Re: Convergent evolution Tony Clifton Science, Culture and Integral Yoga
At the end of the day as far as the wider metaphysical issues that are called into play through these scientific accounts of evolution I really don't think there are any to be had. The evidence of physical evolution remains incommensurable with the explanations that can be given by any spiritual narrative.

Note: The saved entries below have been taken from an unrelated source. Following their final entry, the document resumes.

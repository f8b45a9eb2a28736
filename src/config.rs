use config::{Config, ConfigError, Environment, File};
use serde::Deserialize;
use std::path::Path;

/// Application configuration
#[derive(Debug, Clone, Deserialize)]
pub struct Settings {
    pub server: ServerSettings,
    #[serde(default)]
    pub matching: MatchingSettings,
    pub feedback: FeedbackSettings,
    #[serde(default)]
    pub logging: LoggingSettings,
}

#[derive(Debug, Clone, Deserialize)]
pub struct ServerSettings {
    pub host: String,
    pub port: u16,
    pub workers: Option<usize>,
}

#[derive(Debug, Clone, Default, Deserialize)]
pub struct MatchingSettings {
    /// Simulated backend latency for rental searches
    #[serde(default)]
    pub vehicle_latency_ms: u64,
    /// Simulated backend latency for hotel searches
    #[serde(default)]
    pub hotel_latency_ms: u64,
    /// Simulated latency before feedback is acknowledged
    #[serde(default)]
    pub feedback_latency_ms: u64,
    pub max_vehicle_results: Option<usize>,
}

#[derive(Debug, Clone, Deserialize)]
pub struct FeedbackSettings {
    pub recipient: String,
}

#[derive(Debug, Clone, Deserialize)]
pub struct LoggingSettings {
    #[serde(default = "default_log_level")]
    pub level: String,
    #[serde(default = "default_log_format")]
    pub format: String,
}

impl Default for LoggingSettings {
    fn default() -> Self {
        Self {
            level: default_log_level(),
            format: default_log_format(),
        }
    }
}

fn default_log_level() -> String { "info".to_string() }
fn default_log_format() -> String { "compact".to_string() }

impl Settings {
    /// Load configuration from file and environment variables
    ///
    /// Configuration is loaded in the following order (later overrides earlier):
    /// 1. Default values in the struct
    /// 2. Configuration file (config/default.toml)
    /// 3. Local overrides (config/local.toml)
    /// 4. Environment variables (prefixed with TRAVILLO_)
    /// 5. A bare `PORT` variable, for `server.port` only
    pub fn load() -> Result<Self, ConfigError> {
        let settings = Config::builder()
            .add_source(File::with_name("config/default").required(false))
            .add_source(File::with_name("config/local").required(false))
            // e.g., TRAVILLO__SERVER__PORT -> server.port
            .add_source(
                Environment::with_prefix("TRAVILLO")
                    .prefix_separator("__")
                    .separator("__")
                    .try_parsing(true),
            )
            .build()?;

        apply_platform_overrides(settings, platform_port())?.try_deserialize()
    }

    /// Load configuration from a custom path, then env and `PORT` as in [`Settings::load`]
    pub fn load_from<P: AsRef<Path>>(path: P) -> Result<Self, ConfigError> {
        let settings = Config::builder()
            .add_source(File::from(path.as_ref()))
            .add_source(
                Environment::with_prefix("TRAVILLO")
                    .prefix_separator("__")
                    .separator("__")
                    .try_parsing(true),
            )
            .build()?;

        apply_platform_overrides(settings, platform_port())?.try_deserialize()
    }
}

/// Bare `PORT` variable set by hosting platforms, if it holds a port number
fn platform_port() -> Option<u16> {
    std::env::var("PORT").ok().and_then(|p| p.trim().parse::<u16>().ok())
}

/// `port` wins over every other source for `server.port`
fn apply_platform_overrides(settings: Config, port: Option<u16>) -> Result<Config, ConfigError> {
    let mut builder = Config::builder().add_source(settings);
    if let Some(port) = port {
        builder = builder.set_override("server.port", i64::from(port))?;
    }

    builder.build()
}

#[cfg(test)]
mod tests {
    use super::*;
    use config::FileFormat;

    #[test]
    fn test_default_logging() {
        let logging = LoggingSettings::default();
        assert_eq!(logging.level, "info");
        assert_eq!(logging.format, "compact");
    }

    #[test]
    fn test_optional_sections_default() {
        let settings: Settings = Config::builder()
            .add_source(File::from_str(
                r#"
                [server]
                host = "127.0.0.1"
                port = 8080

                [feedback]
                recipient = "team@travillo.example"
                "#,
                FileFormat::Toml,
            ))
            .build()
            .unwrap()
            .try_deserialize()
            .unwrap();

        assert_eq!(settings.matching.vehicle_latency_ms, 0);
        assert_eq!(settings.matching.max_vehicle_results, None);
        assert_eq!(settings.logging.level, "info");
        assert_eq!(settings.server.workers, None);
    }

    fn bundled_defaults() -> Config {
        Config::builder()
            .add_source(File::with_name(concat!(env!("CARGO_MANIFEST_DIR"), "/config/default")))
            .build()
            .unwrap()
    }

    #[test]
    fn test_platform_port_overrides_file() {
        let settings: Settings = apply_platform_overrides(bundled_defaults(), Some(9090))
            .unwrap()
            .try_deserialize()
            .unwrap();

        assert_eq!(settings.server.port, 9090);
        assert_eq!(settings.server.host, "0.0.0.0");
    }

    #[test]
    fn test_no_platform_port_keeps_file_value() {
        let settings: Settings = apply_platform_overrides(bundled_defaults(), None)
            .unwrap()
            .try_deserialize()
            .unwrap();

        assert_eq!(settings.server.port, 8080);
    }

    #[test]
    fn test_bundled_default_file_parses() {
        let settings = Settings::load_from(concat!(env!("CARGO_MANIFEST_DIR"), "/config/default.toml")).unwrap();

        assert_eq!(settings.matching.vehicle_latency_ms, 1200);
        assert_eq!(settings.matching.hotel_latency_ms, 1000);
    }
}
use actix_web::{web, HttpResponse, Responder};

use crate::models::HealthResponse;

pub fn configure(cfg: &mut web::ServiceConfig) {
    cfg.route("/health", web::get().to(health_check));
}

/// Health check endpoint
async fn health_check() -> impl Responder {
    HttpResponse::Ok().json(HealthResponse {
        status: "healthy".to_string(),
        version: env!("CARGO_PKG_VERSION").to_string(),
        timestamp: chrono::Utc::now(),
    })
}
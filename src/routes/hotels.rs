use actix_web::{http::StatusCode, web, HttpResponse, Responder};
use validator::Validate;

use super::{error_response, simulate_latency, AppState};
use crate::models::{HotelQuery, HotelSearchQuery, HotelSearchResponse};

pub fn configure(cfg: &mut web::ServiceConfig) {
    cfg.route("/hotels", web::get().to(search_hotels));
}

/// Hotel search endpoint
///
/// GET /api/v1/hotels?location={name or "lat, lng"}
async fn search_hotels(
    state: web::Data<AppState>,
    query: web::Query<HotelSearchQuery>,
) -> impl Responder {
    if let Err(errors) = query.validate() {
        return error_response(StatusCode::BAD_REQUEST, "Validation failed", errors.to_string());
    }

    let location = query.location.trim();
    if location.is_empty() {
        return error_response(
            StatusCode::BAD_REQUEST,
            "Missing location",
            "Enter a place name or coordinates like '29.38, 79.45'",
        );
    }

    let hotel_query = HotelQuery::parse(location);
    tracing::info!("Searching hotels for {:?}", hotel_query);

    simulate_latency(state.latency.hotels).await;

    let hotels = state.hotels.hotels_for(&hotel_query, &mut rand::rng());

    HttpResponse::Ok().json(HotelSearchResponse {
        location: location.to_string(),
        total_results: hotels.len(),
        hotels,
    })
}
use serde::{Deserialize, Serialize};

/// Traveler-count band that restricts eligible vehicles
#[derive(Debug, Clone, Copy, PartialEq, Eq, Hash, Serialize, Deserialize)]
#[serde(rename_all = "lowercase")]
pub enum Tier {
    Small,
    Mid,
    Large,
}

/// One row of the tier table
#[derive(Debug, Clone, PartialEq, Serialize, Deserialize)]
pub struct TierRule {
    pub tier: Tier,
    pub min_travelers: u32,
    /// `None` means unbounded
    pub max_travelers: Option<u32>,
    pub allowed_vehicle_ids: Vec<String>,
}

impl TierRule {
    #[inline]
    pub fn covers(&self, travelers: u32) -> bool {
        travelers >= self.min_travelers
            && self.max_travelers.map_or(true, |max| travelers <= max)
    }

    #[inline]
    pub fn allows(&self, vehicle_id: &str) -> bool {
        self.allowed_vehicle_ids.iter().any(|id| id == vehicle_id)
    }
}

/// Declarative mapping from traveler counts to allowed vehicles
///
/// Rules are checked in order and the first one covering the traveler
/// count wins. A count covered by no rule allows nothing.
#[derive(Debug, Clone, PartialEq, Serialize, Deserialize)]
pub struct TierTable {
    rules: Vec<TierRule>,
}

impl TierTable {
    pub fn new(rules: Vec<TierRule>) -> Self {
        Self { rules }
    }

    pub fn rules(&self) -> &[TierRule] {
        &self.rules
    }

    /// Rule for a traveler count
    pub fn rule_for(&self, travelers: u32) -> Option<&TierRule> {
        self.rules.iter().find(|rule| rule.covers(travelers))
    }

    pub fn tier_for(&self, travelers: u32) -> Option<Tier> {
        self.rule_for(travelers).map(|rule| rule.tier)
    }
}

impl Default for TierTable {
    /// Sedans for up to five, MUVs for six to nine, the tempo traveller beyond
    fn default() -> Self {
        let ids = |ids: &[&str]| ids.iter().map(|id| id.to_string()).collect();

        Self::new(vec![
            TierRule {
                tier: Tier::Small,
                min_travelers: 1,
                max_travelers: Some(5),
                allowed_vehicle_ids: ids(&["1", "5"]),
            },
            TierRule {
                tier: Tier::Mid,
                min_travelers: 6,
                max_travelers: Some(9),
                allowed_vehicle_ids: ids(&["2", "3", "6"]),
            },
            TierRule {
                tier: Tier::Large,
                min_travelers: 10,
                max_travelers: None,
                allowed_vehicle_ids: ids(&["4"]),
            },
        ])
    }
}

#[cfg(test)]
mod tests {
    use super::*;

    #[test]
    fn test_default_bands() {
        let table = TierTable::default();

        assert_eq!(table.tier_for(0), None);
        for n in 1..=5 {
            assert_eq!(table.tier_for(n), Some(Tier::Small));
        }
        for n in 6..=9 {
            assert_eq!(table.tier_for(n), Some(Tier::Mid));
        }
        assert_eq!(table.tier_for(10), Some(Tier::Large));
        assert_eq!(table.tier_for(40), Some(Tier::Large));
    }

    #[test]
    fn test_rule_allows() {
        let table = TierTable::default();
        let mid = table.rule_for(7).unwrap();

        assert!(mid.allows("2"));
        assert!(!mid.allows("4"));
    }

    #[test]
    fn test_gap_allows_nothing() {
        let table = TierTable::new(vec![TierRule {
            tier: Tier::Small,
            min_travelers: 2,
            max_travelers: Some(3),
            allowed_vehicle_ids: vec!["1".to_string()],
        }]);

        assert!(table.rule_for(1).is_none());
        assert!(table.rule_for(4).is_none());
    }
}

In the end all metaphysical conclusions -even those of the atheist- that one draws from evolution are simply matters of interpretation. These interpretations will be constructed from ones own socio-religious orientation so that the final answer one wishes to find regarding the meaning of evolution will always be essentially dependent on the world view of the subject making the interpretation. Stephen Jay Gould as an agnostic will eschew teleology, Conway Morris as a Catholic will find satisfaction in a Christian narrative, a follower of Integral Yoga will defer to Sri Aurobindo's narrative on the evolution of consciousness.
For example in my own view contingency can reconcile to a metaphysical view of evolution that defers to a Lila or the free play of Spirit. But I have to admit that is just my own interpretation, and there are a myriad ways one can find to construct the facts to fit ones own theory.
The scientific narrative of evolution and the spiritual interpretations of the meaning of evolution are incommensurable because they belong to separate discipline that rely on different orders of experience. While one can interpret either discipline in terms of the other there is no master narrative to which one can appeal to verify these claims. Besides the cultural platform upon which both science and spirituality rest there is no meta-discipline to be found to reconcile the two world views of science and spirit, except perhaps to say that both are condemned to language and as such are both trapped within its linguistic and symbolic constraints.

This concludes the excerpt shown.